Wer verständlich schreiben möchte, benötigt ein feines Gespür für Bedeutungen. Denn oft sind es gerade ähnliche Begriffe, die Texte ungenau machen. Ein typisches Beispiel hierfür sind die Wörter „erratisch“, „impulsiv“ und „launisch“. Sie werden im Alltag gerne synonym verwendet, beschreiben aber unterschiedliche Dinge.
Drei Begriffe und was sie bedeuten
„Erratisch“ wirkt auf den ersten Blick wie ein gehobenes Wort für unruhiges Verhalten. Tatsächlich geht es aber um mehr: Erratisches Verhalten ist nicht nur wechselhaft, sondern vor allem unvorhersehbar. Es fehlt jede erkennbare Linie. Entscheidungen oder Reaktionen erscheinen sprunghaft und ohne nachvollziehbaren Zusammenhang. Für Außenstehende ergibt sich kein klares Bild. Genau das unterscheidet „erratisch“ von vielen anderen Begriffen.

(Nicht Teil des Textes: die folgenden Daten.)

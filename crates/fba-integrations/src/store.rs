//! Integration settings store
//!
//! Holds one [`IntegrationState`] per catalog descriptor and writes the whole
//! set back to storage after every mutation.
//!
//! # Lifecycle
//!
//! ```text
//! storage ──read──▶ decode ──merge per descriptor──▶ states ──toggle/configure──▶ persist ──▶ storage
//!            │ corrupt / unreadable                          │ unknown id
//!            └──────────▶ defaults (logged)                  └──▶ NotFound
//! ```
//!
//! Mutation and persistence are not transactional: a failed write is logged
//! and the in-memory state stays ahead of storage until the next successful
//! write.

use crate::codec;
use crate::descriptor::{IntegrationCatalog, IntegrationStatus};
use crate::error::{IntegrationError, IntegrationResult};
use crate::state::{
    merge, IntegrationConfig, IntegrationState, IntegrationView, PersistedIntegration,
};
use crate::storage::KeyValueStorage;
use crate::tester::{ConnectionTestResult, ConnectionTester};
use indexmap::IndexMap;
use std::collections::HashMap;

/// Storage key of the persisted settings
pub const DEFAULT_STORAGE_KEY: &str = "integrations_config";

/// States keyed by integration id, in catalog order
pub type IntegrationStates = IndexMap<String, IntegrationState>;

/// Build states from a stored payload
///
/// Never fails: unknown ids are dropped, missing ids get defaults, and an
/// unreadable payload yields defaults for every descriptor.
#[must_use]
pub fn load_states(catalog: &IntegrationCatalog, payload: Option<&str>) -> IntegrationStates {
    let records = match payload.map(codec::decode) {
        None => Vec::new(),
        Some(Ok(records)) => records,
        Some(Err(e)) => {
            tracing::warn!(error = %e, "Discarding unreadable integration settings");
            Vec::new()
        }
    };

    let mut by_id: HashMap<&str, &PersistedIntegration> = HashMap::with_capacity(records.len());
    for record in &records {
        if catalog.contains(&record.id) {
            by_id.insert(record.id.as_str(), record);
        } else {
            tracing::debug!(id = %record.id, "Dropping settings for unknown integration");
        }
    }

    catalog
        .iter()
        .map(|d| (d.id.to_string(), merge(d, by_id.get(d.id).copied())))
        .collect()
}

/// Locally persisted integration settings
#[derive(Debug)]
pub struct IntegrationStore<S> {
    catalog: IntegrationCatalog,
    storage: S,
    key: String,
    states: IntegrationStates,
}

impl<S: KeyValueStorage> IntegrationStore<S> {
    /// Create store holding catalog defaults, without reading storage
    #[must_use]
    pub fn new(catalog: IntegrationCatalog, storage: S) -> Self {
        let states = load_states(&catalog, None);
        Self {
            catalog,
            storage,
            key: DEFAULT_STORAGE_KEY.to_string(),
            states,
        }
    }

    /// Create store and load persisted settings
    #[must_use]
    pub fn open(catalog: IntegrationCatalog, storage: S) -> Self {
        let mut store = Self::new(catalog, storage);
        store.load();
        store
    }

    /// Use a different storage key
    #[inline]
    #[must_use]
    pub fn with_key(mut self, key: impl Into<String>) -> Self {
        self.key = key.into();
        self
    }

    /// Reload states from storage
    ///
    /// Storage read failures and corrupt payloads are logged and fall back
    /// to defaults.
    pub fn load(&mut self) -> &IntegrationStates {
        let payload = match self.storage.read(&self.key) {
            Ok(payload) => payload,
            Err(e) => {
                tracing::warn!(key = %self.key, error = %e, "Failed to read integration settings");
                None
            }
        };
        self.states = load_states(&self.catalog, payload.as_deref());
        tracing::debug!(key = %self.key, count = self.states.len(), "Loaded integration settings");
        &self.states
    }

    /// Flip the enabled flag
    ///
    /// Status and settings are untouched.
    ///
    /// # Errors
    /// Returns [`IntegrationError::NotFound`] for unknown ids.
    pub fn toggle(&mut self, id: &str) -> IntegrationResult<IntegrationState> {
        let state = self
            .states
            .get_mut(id)
            .ok_or_else(|| IntegrationError::NotFound(id.to_string()))?;
        state.enabled = !state.enabled;
        let updated = state.clone();

        tracing::info!(id, enabled = updated.enabled, "Toggled integration");
        self.persist_logged();
        Ok(updated)
    }

    /// Save settings, marking the integration connected and enabled
    ///
    /// The only way an integration becomes connected.
    ///
    /// # Errors
    /// Returns [`IntegrationError::NotFound`] for unknown ids.
    pub fn configure(
        &mut self,
        id: &str,
        values: IntegrationConfig,
    ) -> IntegrationResult<IntegrationState> {
        let state = self
            .states
            .get_mut(id)
            .ok_or_else(|| IntegrationError::NotFound(id.to_string()))?;
        state.config = values;
        state.status = IntegrationStatus::Connected;
        state.enabled = true;
        let updated = state.clone();

        tracing::info!(id, keys = updated.config.len(), "Configured integration");
        self.persist_logged();
        Ok(updated)
    }

    /// Run a connection test
    ///
    /// The result is informational; status is not changed.
    ///
    /// # Errors
    /// Returns [`IntegrationError::NotFound`] for unknown ids.
    pub async fn test_connection<T>(
        &self,
        id: &str,
        tester: &T,
    ) -> IntegrationResult<ConnectionTestResult>
    where
        T: ConnectionTester + ?Sized,
    {
        let state = self
            .get(id)
            .ok_or_else(|| IntegrationError::NotFound(id.to_string()))?;
        Ok(tester.test(state).await)
    }

    /// Write current states to storage
    ///
    /// # Errors
    /// Returns error if encoding or the storage write fails.
    pub fn persist(&self) -> IntegrationResult<()> {
        let payload = codec::encode(self.states.values())?;
        self.storage.write(&self.key, &payload)?;
        Ok(())
    }

    fn persist_logged(&self) {
        if let Err(e) = self.persist() {
            tracing::error!(key = %self.key, error = %e, "Failed to persist integration settings");
        }
    }

    /// Current states
    #[inline]
    #[must_use]
    pub fn states(&self) -> &IntegrationStates {
        &self.states
    }

    /// State for one integration
    #[inline]
    #[must_use]
    pub fn get(&self, id: &str) -> Option<&IntegrationState> {
        self.states.get(id)
    }

    /// Descriptor and state pairs in catalog order
    #[must_use]
    pub fn views(&self) -> Vec<IntegrationView<'_>> {
        self.catalog
            .iter()
            .filter_map(|descriptor| {
                self.states
                    .get(descriptor.id)
                    .map(|state| IntegrationView { descriptor, state })
            })
            .collect()
    }

    /// Ids of enabled integrations
    #[must_use]
    pub fn enabled_ids(&self) -> Vec<&str> {
        self.states
            .values()
            .filter(|s| s.enabled)
            .map(|s| s.id.as_str())
            .collect()
    }

    /// Catalog in use
    #[inline]
    #[must_use]
    pub fn catalog(&self) -> &IntegrationCatalog {
        &self.catalog
    }

    /// Storage key in use
    #[inline]
    #[must_use]
    pub fn key(&self) -> &str {
        &self.key
    }

    /// Backing storage
    #[inline]
    #[must_use]
    pub fn storage(&self) -> &S {
        &self.storage
    }
}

Anders verhält es sich bei „impulsiv“. Hier steht nicht die Unvorhersehbarkeit, sondern die fehlende Kontrolle im Moment der Handlung im Mittelpunkt. Impulsive Menschen reagieren schnell, oft emotional und ohne nachzudenken. Doch ihr Verhalten ist nicht grundlos. Es gibt fast immer einen Auslöser, sei es eine Situation, ein Gefühl oder ein Reiz. Die Reaktion mag überzogen sein, aber sie entsteht aus einem konkreten Moment heraus.
„Launisch“ beschreibt schließlich weniger das Handeln als die Stimmung dahinter. Wer launisch ist, dessen Verhalten schwankt mit der inneren Verfassung. Mal ist die Person freundlich und zugewandt, dann wieder gereizt oder distanziert. Diese Wechsel wirken für andere manchmal überraschend, folgen aber einer inneren Logik, nämlich der aktuellen Stimmung. Launisches Verhalten ist also nicht chaotisch, sondern emotional geprägt.
Relevante Unterschiede
Für das Schreiben ist diese Unterscheidung entscheidend. Wenn etwa von einer „erratischen Reaktion“ die Rede ist, wird mehr behauptet als eine spontane oder emotionale Handlung. Er sagt, dass kein Muster erkennbar ist. Wird der Begriff hingegen für eine einmalige, affektive Reaktion verwendet, ist das ungenau und kann die Aussage verfälschen.
Ein kurzer gedanklicher Test hilft bei der richtigen Wortwahl: Gab es einen klaren Auslöser, auf den jemand sofort reagiert hat, passt „impulsiv“. Steht die wechselnde Stimmung im Vordergrund, ist „launisch“ treffender. Fehlt hingegen jede erkennbare Linie im Verhalten, ist „erratisch” die richtige Wahl.
Zum Abschluss ein kompakter Vergleich
Erratisch steht für unvorhersehbares, sprunghaftes Verhalten ohne erkennbares Muster.
Impulsiv beschreibt spontanes Handeln, das durch einen konkreten Auslöser entsteht.
Launisch meint ein Verhalten, das sich mit der Stimmung verändert.